The global music industry is on the offensive against the proliferation of songs generated by artificial intelligence (AI) without the consent of artists or record labels. However, the fight seems unbalanced, in favor of AI developers and streaming platforms. According to AFP, Sony Music has requested the removal of more than 75,000 deepfake content from the internet - clear evidence of the magnitude of the phenomenon. Even though detection technology is progressing, many fakes remain online and attract millions of views. Platforms such as YouTube and Spotify are becoming unwitting hosts for fake songs, despite monitoring measures announced by the digital giants, British media reports.
• Detection is possible, but not enough
Companies like Pindrop claim that AI-generated songs have subtle irregularities - in frequency, rhythm and digital signature - that differentiate them from human voices. But identifying them in real time remains difficult. Spotify's Sam Duboff said the company is actively working on "new tools" to detect fakes. YouTube, for its part, confirmed that it is "improving its technology" to limit this phenomenon.
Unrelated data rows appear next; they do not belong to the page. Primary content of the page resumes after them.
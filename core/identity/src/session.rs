//! Session and OAuth state tokens.

use chrono::{Duration, Utc};
use serde::{Deserialize, Serialize};
use std::fmt;
use subtle::ConstantTimeEq;
use std::str::FromStr;
use uuid::Uuid;

use resumevault_common::{Email, Error, Result, UserId};
use resumevault_crypto::{SigningKey, TokenClaims, TokenSigner};

/// Lifetime of a session token.
pub const SESSION_TTL_DAYS: i64 = 7;

/// Lifetime of an OAuth state token.
pub const STATE_TTL_MINUTES: i64 = 10;

/// Claims of a bearer session token.
#[derive(Debug, Clone, Serialize, Deserialize)]
pub struct SessionClaims {
    pub sub: String,
    pub email: String,
    pub purpose: String,
    pub iat: i64,
    pub exp: i64,
}

impl TokenClaims for SessionClaims {
    const PURPOSE: &'static str = "session";

    fn purpose(&self) -> &str {
        &self.purpose
    }
}

/// What the user asked for when starting an OAuth round trip.
#[derive(Debug, Clone, Copy, PartialEq, Eq, Default, Serialize, Deserialize)]
#[serde(rename_all = "lowercase")]
pub enum OAuthIntent {
    #[default]
    Login,
    Signup,
}

impl OAuthIntent {
    pub fn as_str(&self) -> &'static str {
        match self {
            OAuthIntent::Login => "login",
            OAuthIntent::Signup => "signup",
        }
    }
}

impl fmt::Display for OAuthIntent {
    fn fmt(&self, f: &mut fmt::Formatter<'_>) -> fmt::Result {
        f.write_str(self.as_str())
    }
}

impl FromStr for OAuthIntent {
    type Err = Error;

    fn from_str(s: &str) -> Result<Self> {
        match s {
            "login" => Ok(OAuthIntent::Login),
            "signup" => Ok(OAuthIntent::Signup),
            other => Err(Error::Validation(format!("Unknown action: {}", other))),
        }
    }
}

/// Claims of the `state` parameter carried through an OAuth round trip.
///
/// The signature binds the intent to this server. The nonce binds the
/// state to the browser that started the flow, which holds it in a cookie.
#[derive(Debug, Clone, Serialize, Deserialize)]
pub struct StateClaims {
    pub purpose: String,
    pub intent: OAuthIntent,
    pub nonce: String,
    pub exp: i64,
}

impl TokenClaims for StateClaims {
    const PURPOSE: &'static str = "oauth_state";

    fn purpose(&self) -> &str {
        &self.purpose
    }
}

/// A freshly minted OAuth state.
///
/// `token` goes to the provider as the `state` parameter; `nonce` stays
/// with the browser and must come back alongside it.
#[derive(Debug, Clone)]
pub struct OAuthState {
    pub token: String,
    pub nonce: String,
}

/// Identity carried by a verified session token.
#[derive(Debug, Clone, PartialEq, Eq)]
pub struct Session {
    pub user_id: UserId,
    pub email: Email,
}

/// Issues and verifies session and state tokens.
///
/// Verification never touches the store: a token stays valid until it
/// expires even if the account changes.
#[derive(Debug, Clone)]
pub struct SessionIssuer {
    signer: TokenSigner,
    session_ttl: Duration,
    state_ttl: Duration,
}

impl SessionIssuer {
    /// Create an issuer with the default lifetimes.
    pub fn new(key: &SigningKey) -> Self {
        Self {
            signer: TokenSigner::new(key),
            session_ttl: Duration::days(SESSION_TTL_DAYS),
            state_ttl: Duration::minutes(STATE_TTL_MINUTES),
        }
    }

    /// Override the session lifetime.
    pub fn with_session_ttl(mut self, ttl: Duration) -> Self {
        self.session_ttl = ttl;
        self
    }

    /// Issue a session token for a user.
    pub fn issue(&self, user_id: &UserId, email: &Email) -> Result<String> {
        let now = Utc::now();
        self.signer.sign(&SessionClaims {
            sub: user_id.to_string(),
            email: email.to_string(),
            purpose: SessionClaims::PURPOSE.to_string(),
            iat: now.timestamp(),
            exp: (now + self.session_ttl).timestamp(),
        })
    }

    /// Verify a session token.
    ///
    /// # Errors
    /// - `TokenExpired` past `exp`
    /// - `TokenInvalid` for anything else wrong with the token
    pub fn verify(&self, token: &str) -> Result<Session> {
        let claims: SessionClaims = self.signer.verify(token)?;
        let email = Email::parse(&claims.email).map_err(|_| Error::TokenInvalid)?;
        Ok(Session {
            user_id: UserId::from_trusted(claims.sub),
            email,
        })
    }

    /// Mint a state token and its browser nonce for an OAuth round trip.
    pub fn issue_state(&self, intent: OAuthIntent) -> Result<OAuthState> {
        let nonce = Uuid::new_v4().simple().to_string();
        let token = self.signer.sign(&StateClaims {
            purpose: StateClaims::PURPOSE.to_string(),
            intent,
            nonce: nonce.clone(),
            exp: (Utc::now() + self.state_ttl).timestamp(),
        })?;
        Ok(OAuthState { token, nonce })
    }

    /// Verify a state token against the nonce the browser sent back and
    /// recover the intent it carries.
    ///
    /// # Errors
    /// - `TokenExpired` past `exp`
    /// - `TokenInvalid` for a bad token or a nonce that does not match
    pub fn verify_state(&self, token: &str, nonce: &str) -> Result<OAuthIntent> {
        let claims: StateClaims = self.signer.verify(token)?;
        let matches: bool = claims.nonce.as_bytes().ct_eq(nonce.as_bytes()).into();
        if nonce.is_empty() || !matches {
            return Err(Error::TokenInvalid);
        }
        Ok(claims.intent)
    }
}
• Legal battle: uncertainties and delays
More seriously, the music industry denounces the unauthorized use of original songs to train specialized AI interfaces, such as Suno, Udio and Mubert. Lawsuits are ongoing, but without clear deadlines. Complaints filed in New York and Massachusetts allege copyright violations, but everything depends on the interpretation of the notion of "fair use". Law professor Joseph Fishman warns that the legal gray area could lead to conflicting court decisions - and possibly Supreme Court intervention.
• Regulations are delayed
In parallel, attempts at federal legislation in the US have so far failed, although several states, such as Tennessee, have passed local laws against deepfakes, local media reports. President Donald Trump's stance in favor of deregulating AI further complicates the industry's efforts. The giant Meta has already suggested that the government should clearly state that using public data to train AI is legal under "fair use" - a position that could seriously tip the balance in favor of tech companies. The situation in the UK is no clearer either. The Labour government has launched a public consultation that could lead to a change in intellectual property law to facilitate access to protected content for AI developers. As AI models continue to evolve, trained on often proprietary data, the central question remains: can this battle be won or is it already too late? The answer is yet to be delivered.